In [None]:
!wget --no-check-certificate \
    https://storage.googleapis.com/laurencemoroney-blog.appspot.com/sarcasm.json \
    -O /tmp/sarcasm.json

In [None]:
import tensorflow as tf
import pandas as pd
import matplotlib.pyplot as plt
import numpy as np
import tensorflow_datasets as tfds
import json

from tensorflow.keras.preprocessing.text import Tokenizer
from tensorflow.keras.preprocessing.sequence import pad_sequences

## Example

In [None]:
sentences = [
    'I love dogs and dont love cats',
    'Cats dont love dogs'
]

In [None]:
tokenizer = Tokenizer(num_words=None, oov_token='<OOV>')
tokenizer.fit_on_texts(sentences)
sequences = tokenizer.texts_to_sequences(sentences)
print(tokenizer.word_index)
print(tokenizer.texts_to_sequences(sentences))
print(tokenizer.texts_to_sequences(['I love cars']))  ## unknown word cars -> <OOV> -> 1

In [None]:
padded = pad_sequences(sequences, padding='post', truncating='post', maxlen=5)
padded

## Load dataset

In [None]:
with open('/tmp/sarcasm.json', 'r', encoding='utf-8') as f:
    datastore = json.load(f)

sentences = []
labels = []
urls = []
for item in datastore:
    sentences.append(item['headline'])
    labels.append(item['is_sarcastic'])
    urls.append(item['article_link'])

In [None]:
tokenizer = Tokenizer(oov_token="<OOV>")
tokenizer.fit_on_texts(sentences)

word_index = tokenizer.word_index
print(len(word_index))
#print(word_index)
sequences = tokenizer.texts_to_sequences(sentences)
padded = pad_sequences(sequences, padding='post')
print(padded[0])
print(padded.shape)

## Imdb

In [None]:
imdb, info = tfds.load('imdb_reviews', with_info=True, as_supervised=True)

In [None]:
train_data, test_data = imdb['train'], imdb['test']
train_data, test_data

## Preprocess data

In [None]:
train_sent, train_labels = [], []
test_sent, test_labels = [], []

for s, l in train_data:
    train_sent.append(s.numpy().decode('UTF-8'))
    train_labels += [l.numpy()]
    
for s, l in test_data:
    test_sent.append(s.numpy().decode('UTF-8'))
    test_labels += [l.numpy()]

train_sent[:2], train_labels[:2]

In [None]:
tokenizer = Tokenizer(num_words=10000, oov_token='<OOV>')
tokenizer.fit_on_texts(train_sent)
train_seq = tokenizer.texts_to_sequences(train_sent)
train_padded = pad_sequences(train_seq, maxlen=120, truncating='post')

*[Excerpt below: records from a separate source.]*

//! # File Collector Module
//!
//! This module expands the caller-supplied patterns into the list of
//! destination files: plain file paths pass through, directories are walked
//! recursively, and anything else is tried as a glob pattern.

use std::collections::HashSet;
use std::path::{Path, PathBuf};

use anyhow::{Context, Result};
use tracing::trace;
use walkdir::WalkDir;

/// Expands file, directory, and glob patterns into a deduplicated file list.
///
/// The caller-supplied order is preserved; overlapping patterns (for example
/// `dist` and `dist/app.js`) yield each file once.
///
/// # Errors
///
/// Returns an error if a glob pattern is invalid or directory traversal fails.
pub fn expand_patterns(patterns: &[String]) -> Result<Vec<PathBuf>> {
  let mut seen = HashSet::new();
  let mut files = Vec::new();

  let mut push = |path: PathBuf, files: &mut Vec<PathBuf>| {
    if seen.insert(path.clone()) {
      files.push(path);
    }
  };

  for pattern in patterns {
    let maybe_path = PathBuf::from(pattern);
    if maybe_path.is_file() {
      push(maybe_path, &mut files);
    } else if maybe_path.is_dir() {
      for path in traverse_directory(&maybe_path)? {
        push(path, &mut files);
      }
    } else {
      let entries = glob::glob(pattern).with_context(|| format!("Invalid glob pattern: {pattern}"))?;

      for entry in entries {
        match entry {
          Ok(path) if path.is_file() => push(path, &mut files),
          Ok(path) if path.is_dir() => {
            for file in traverse_directory(&path)? {
              push(file, &mut files);
            }
          }
          Ok(_) => {}
          Err(e) => {
            eprintln!("Error with glob pattern: {e}");
          }
        }
      }
    }
  }

  Ok(files)
}

/// Recursively collects the files under `dir`, skipping symlinks.
fn traverse_directory(dir: &Path) -> Result<Vec<PathBuf>> {
  let mut files = Vec::new();

  for entry in WalkDir::new(dir).sort_by_file_name() {
    let entry = entry.with_context(|| format!("Failed to traverse directory: {}", dir.display()))?;
    if entry.file_type().is_symlink() {
      trace!("Skipping: {} (symlink)", entry.path().display());
      continue;
    }
    if entry.file_type().is_file() {
      files.push(entry.into_path());
    }
  }

  Ok(files)
}

#[cfg(test)]
mod tests {
  use std::fs;

  use tempfile::tempdir;

  use super::*;

  #[test]
  fn test_expand_plain_file() {
    let dir = tempdir().unwrap();
    let file = dir.path().join("a.js");
    fs::write(&file, "x").unwrap();

    let files = expand_patterns(&[file.to_string_lossy().into_owned()]).unwrap();
    assert_eq!(files, vec![file]);
  }

  #[test]
  fn test_expand_directory_recursively() {
    let dir = tempdir().unwrap();
    fs::create_dir(dir.path().join("sub")).unwrap();
    fs::write(dir.path().join("a.js"), "x").unwrap();
    fs::write(dir.path().join("sub/b.html"), "y").unwrap();

    let files = expand_patterns(&[dir.path().to_string_lossy().into_owned()]).unwrap();
    assert_eq!(files.len(), 2);
  }

  #[test]
  fn test_overlapping_patterns_deduplicated() {
    let dir = tempdir().unwrap();
    let file = dir.path().join("a.js");
    fs::write(&file, "x").unwrap();

    let files = expand_patterns(&[
      dir.path().to_string_lossy().into_owned(),
      file.to_string_lossy().into_owned(),
    ])
    .unwrap();
    assert_eq!(files.len(), 1);
  }

  #[test]
  fn test_invalid_glob_is_error() {
    assert!(expand_patterns(&["[".to_string()]).is_err());
  }
}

test_seq = tokenizer.texts_to_sequences(test_sent)
test_padded = pad_sequences(test_seq, maxlen=120, truncating='post')

## Create model

In [None]:
def create_model():
    model = tf.keras.Sequential([
        tf.keras.layers.Embedding(10000, 16, input_length=120),
        tf.keras.layers.LSTM(16, return_sequences=True),
        tf.keras.layers.LSTM(16, return_sequences=True),
        tf.keras.layers.Flatten(),
        tf.keras.layers.Dense(8, activation='relu'),
        tf.keras.layers.Dense(1, activation='sigmoid'),
    ])
    return model
model = create_model()
model.summary()

In [None]:
model.compile(loss='binary_crossentropy', optimizer='adam', metrics=['acc'])
model.fit(train_padded, np.array(train_labels), epochs=10, validation_data=(test_padded, np.array(test_labels)))

In [None]:
weights = model.layers[0].get_weights()[0]
weights.shape

In [None]:
weights[0]

In [None]:
import io

reverse_word_index = dict([(value, key) for (key, value) in tokenizer.word_index.items()])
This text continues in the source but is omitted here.